The contribution of carbohydrate-dependent interactions in glioblastoma immune escape: New targets for check-point inhibition?
Sophie A. Dusoswa1*, Valerie Wouters1, Ernesto Rodriguez Camejo1 Sandra van Vliet1, Elga de Vries1, David P. Noske2, Thomas Würdinger2,3, Yvette van Kooyk1, Juan J. Garcia-Vallejo1 1Department of Molecular Biology and Immunology, VU University Medical Center, Cancer Center Amsterdam, Amsterdam, The Netherlands;
2Department of Neurosurgery, VU University Medical Center, Cancer Center Amsterdam, Amsterdam,The Netherlands; 3Department of Neurology, Massachusetts General Hospital, Harvard Medical School, Boston, USA
Glioblastoma (GBM) is the most aggressive form of brain cancer in which tumor associated macrophages and microglia account for up to 30% of the tumor mass. Macrophage galactose lectin (MGL) is a carbohydrate-specific receptor that is expressed by myeloid cells. MGL contributes to immune suppression by mediating IL-10 secretion and inducing apoptosis of effector T cells through direct interaction with CD45. MGL-ligands include truncated O-linked glycans, which have long been associated with metastasis formation and poor survival in breast- and colorectal cancer.

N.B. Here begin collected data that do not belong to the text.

//! Request and response DTOs for the HTTP API.
//!
//! Domain entities serialize directly where the wire shape matches; the
//! types here cover request bodies, query strings and the few response
//! envelopes that are not entities.

use serde::{Deserialize, Serialize};

use crate::api::{SchoolId, StudentId};
use crate::models::{CredentialRecord, NewLinkedUser, NewStudent, NewTeacher, Role};
use crate::routes::reports::ReportFormat;

/// Health check response.
#[derive(Debug, Serialize, Deserialize)]
pub struct HealthResponse {
    pub status: String,
    pub version: String,
    pub database: String,
}

/// Generic acknowledgement body.
#[derive(Debug, Serialize, Deserialize)]
pub struct MessageResponse {
    pub message: String,
}

impl MessageResponse {
    pub fn ok() -> Self {
        Self {
            message: "ok".to_string(),
        }
    }
}

// =============================================================================
// Auth
// =============================================================================

#[derive(Debug, Serialize, Deserialize)]
pub struct LoginRequest {
    pub username: String,
    pub password: String,
}

// =============================================================================
// Students / Teachers
// =============================================================================

/// Student creation body; `user` optionally creates the linked account in
/// the same request (its id then overrides `userId`).
#[derive(Debug, Deserialize)]
pub struct CreateStudentRequest {
    #[serde(flatten)]
    pub student: NewStudent,
    #[serde(default)]
    pub user: Option<NewLinkedUser>,
}

/// Teacher creation body, same embedding rule as students.
#[derive(Debug, Deserialize)]
pub struct CreateTeacherRequest {
    #[serde(flatten)]
    pub teacher: NewTeacher,
    #[serde(default)]
    pub user: Option<NewLinkedUser>,
}

#[derive(Debug, Serialize, Deserialize)]
#[serde(rename_all = "camelCase")]
pub struct FaceDataRequest {
    pub image_base64: String,
}

// =============================================================================
// Attendance / face verification
// =============================================================================

#[derive(Debug, Serialize, Deserialize)]
#[serde(rename_all = "camelCase")]
pub struct FaceVerifyRequest {
    pub student_id: StudentId,
    pub image_base64: String,
}

#[derive(Debug, Serialize, Deserialize)]
#[serde(rename_all = "camelCase")]
pub struct FaceVerifyResponse {
    pub success: bool,
    pub match_confidence: f64,
    pub student_name: String,
}

#[derive(Debug, Serialize, Deserialize)]
#[serde(rename_all = "camelCase")]
pub struct FaceCompareRequest {
    pub stored_image: String,
    pub test_image: String,
}

#[derive(Debug, Serialize, Deserialize)]
pub struct FaceCompareResponse {
    #[serde(rename = "match")]
    pub matched: bool,
    pub confidence: f64,
}

// =============================================================================
// Credentials
// =============================================================================

#[derive(Debug, Serialize, Deserialize)]
pub struct VerifyCredentialRequest {
    pub hash: String,
}

#[derive(Debug, Serialize, Deserialize)]
#[serde(rename_all = "camelCase")]
pub struct VerifyCredentialResponse {
    pub is_valid: bool,
    pub details: CredentialRecord,
}

// =============================================================================
// Admin
// =============================================================================

#[derive(Debug, Serialize, Deserialize)]
pub struct UpdateRoleRequest {
    pub role: Role,
}

// =============================================================================
// Scholarship
// =============================================================================

#[derive(Debug, Serialize, Deserialize)]
#[serde(rename_all = "camelCase")]
pub struct EvaluateRequest {
    pub student_id: StudentId,
}

// =============================================================================
// Query strings
// =============================================================================

#[derive(Debug, Default, Deserialize)]
pub struct DistrictQuery {
    pub district: Option<String>,
}

#[derive(Debug, Default, Deserialize)]
#[serde(rename_all = "camelCase")]
pub struct SchoolScopedQuery {
    pub school_id: Option<SchoolId>,
}

#[derive(Debug, Default, Deserialize)]
#[serde(rename_all = "camelCase")]
pub struct AttendanceQuery {
    pub student_id: Option<StudentId>,
    pub school_id: Option<SchoolId>,
}

#[derive(Debug, Default, Deserialize)]
#[serde(rename_all = "camelCase")]
pub struct UsersQuery {
    pub role: Option<Role>,
    pub q: Option<String>,
    pub school_id: Option<SchoolId>,
}

#[derive(Debug, Default, Deserialize)]
#[serde(rename_all = "camelCase")]
pub struct CredentialsQuery {
    pub student_id: Option<StudentId>,
}

#[derive(Debug, Deserialize)]
pub struct ReportQuery {
    /// Report type name; unknown values yield an empty report.
    #[serde(rename = "type", default = "default_report_type")]
    pub report_type: String,
    #[serde(default)]
    pub format: ReportFormat,
    #[serde(default)]
    pub district: Option<String>,
}

fn default_report_type() -> String {
    "schools".to_string()
}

Here we aim to elucidate the role of the MGL−MGL-ligand interaction in GBM immune escape. To this end, GBM, low-grade glioma (LGG) and epilepsy surgical samples were collected after approved informed consent. Expression of MGL and its ligands was investigated by flow cytometry, immunofluorescence microscopy, ELISA, and western blot. We detected significantly higher levels of MGL-ligand expression in GBM samples as compared to LGG and epilepsy samples. These MGL-ligands are expressed mainly in the perivascular space where we also find MGL+ perivascular macrophages. Moreover, we observed an association with increased progression free survival in patients with low expression of MGL ligands. These results suggest that GBM overexpress truncated O-linked glycans, associated with metastasis and poor survival. MGL-MGL-ligand interactions form a possible new immune checkpoint contributing to GBM immune escape and poor prognosis.